ISEEQ: Information Seeking Question Generation using Dynamic Meta-Information Retrieval and Knowledge Graphs
Gaur, Manas, Gunaratna, Kalpa, Srinivasan, Vijay, Jin, Hongxia
Conversational Information Seeking (CIS) is a relatively new research area within conversational AI that attempts to seek information from end-users in order to understand and satisfy users' needs.
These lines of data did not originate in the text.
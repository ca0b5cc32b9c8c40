//! Savings goal CLI commands

use clap::Subcommand;

use crate::display::goal::{format_goal, format_goal_list};
use crate::error::SpendPaceResult;
use crate::models::SavingsGoal;
use crate::reports::{evaluate_goals, GoalProgress, SavingsSummary};
use crate::storage::Storage;

use super::{parse_amount, parse_date_arg, CommandContext};

/// Savings goal subcommands
#[derive(Subcommand)]
pub enum GoalCommands {
    /// Create a savings goal
    Add {
        /// Goal name
        name: String,
        /// Target amount
        target: String,
        /// Amount already saved
        #[arg(long)]
        current: Option<String>,
        /// Deadline (YYYY-MM-DD)
        #[arg(long)]
        deadline: Option<String>,
    },

    /// Change a goal, e.g. record how much has been saved
    Update {
        /// Goal ID (or unique prefix)
        id: String,
        /// New name
        #[arg(short, long)]
        name: Option<String>,
        /// New target amount
        #[arg(long)]
        target: Option<String>,
        /// Amount saved so far
        #[arg(long)]
        current: Option<String>,
        /// New deadline (YYYY-MM-DD)
        #[arg(long, conflicts_with = "clear_deadline")]
        deadline: Option<String>,
        /// Remove the deadline
        #[arg(long)]
        clear_deadline: bool,
    },

    /// List goals with progress and deadlines
    List,

    /// Delete a goal
    Delete {
        /// Goal ID (or unique prefix)
        id: String,
    },
}

/// Handle a savings goal command
pub fn handle_goal_command(
    storage: &Storage,
    ctx: &CommandContext,
    cmd: GoalCommands,
) -> SpendPaceResult<()> {
    match cmd {
        GoalCommands::Add {
            name,
            target,
            current,
            deadline,
        } => {
            let mut goal = SavingsGoal::new(ctx.owner.clone(), name.trim(), parse_amount(&target)?);
            if let Some(current) = current {
                goal = goal.with_current(parse_amount(&current)?);
            }
            if let Some(deadline) = deadline {
                goal = goal.with_deadline(parse_date_arg(&deadline)?);
            }

            let goal = storage.goals.add(goal)?;
            storage.goals.save()?;

            println!("Created savings goal: {}", goal);
            if let Some(id) = &goal.id {
                println!("  ID: {}", id);
            }
        }

        GoalCommands::Update {
            id,
            name,
            target,
            current,
            deadline,
            clear_deadline,
        } => {
            if name.is_none()
                && target.is_none()
                && current.is_none()
                && deadline.is_none()
                && !clear_deadline
            {
                println!("No changes specified. Use --name, --target, --current, --deadline or --clear-deadline.");
                return Ok(());
            }

            let mut goal = storage.goals.find(&ctx.owner, &id)?;
            if let Some(name) = name {
                goal.name = name.trim().to_string();
            }
            if let Some(target) = target {
                goal.target_amount = parse_amount(&target)?;
            }
            if let Some(current) = current {
                goal.current_amount = parse_amount(&current)?;
            }
            if let Some(deadline) = deadline {
                goal.deadline = Some(parse_date_arg(&deadline)?);
            }
            if clear_deadline {
                goal.deadline = None;
            }

            let goal = storage.goals.update(goal)?;
            storage.goals.save()?;

            let progress = GoalProgress::evaluate(&goal, ctx.now);
            println!("Updated savings goal: {}", goal);
            println!("  {}", format_goal(&progress, ctx.currency()));
        }

        GoalCommands::List => {
            let goals = storage.goals.for_owner(&ctx.owner)?;
            let progress = evaluate_goals(&goals, ctx.now);
            let summary = SavingsSummary::from_progress(&progress);
            print!("{}", format_goal_list(&progress, &summary, ctx.currency()));
        }

        GoalCommands::Delete { id } => {
            let removed = storage.goals.delete(&ctx.owner, &id)?;
            storage.goals.save()?;
            println!("Deleted savings goal: {}", removed.name);
        }
    }

    Ok(())
}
If realized, such a system has far-reaching benefits in the real world; for example, a CIS system can assist clinicians in pre-screening or triaging patients in healthcare. A key open sub-problem in CIS that remains unaddressed in the literature is generating Information Seeking Questions (ISQs) based on a short initial query from the end-user. To address this open problem, we propose Information SEEking Question generator (ISEEQ), a novel approach for generating ISQs from just a short user query, given a large text corpus relevant to the user query. Firstly, ISEEQ uses a knowledge graph to enrich the user query. Secondly, ISEEQ uses the knowledge-enriched query to retrieve relevant context passages to ask coherent ISQs adhering to a conceptual flow. Thirdly, ISEEQ introduces a new deep generative-adversarial reinforcement learning-based approach for generating ISQs. We show that ISEEQ can generate high-quality ISQs to promote the development of CIS agents. ISEEQ significantly outperforms comparable baselines on five ISQ evaluation metrics across four datasets having user queries from diverse domains. Further, we argue that ISEEQ is transferable across domains for generating ISQs, as it shows the acceptable performance when trained and tested on different pairs of domains. The qualitative human evaluation confirms ISEEQ-generated ISQs are comparable in quality to human-generated questions and outperform the best comparable baseline.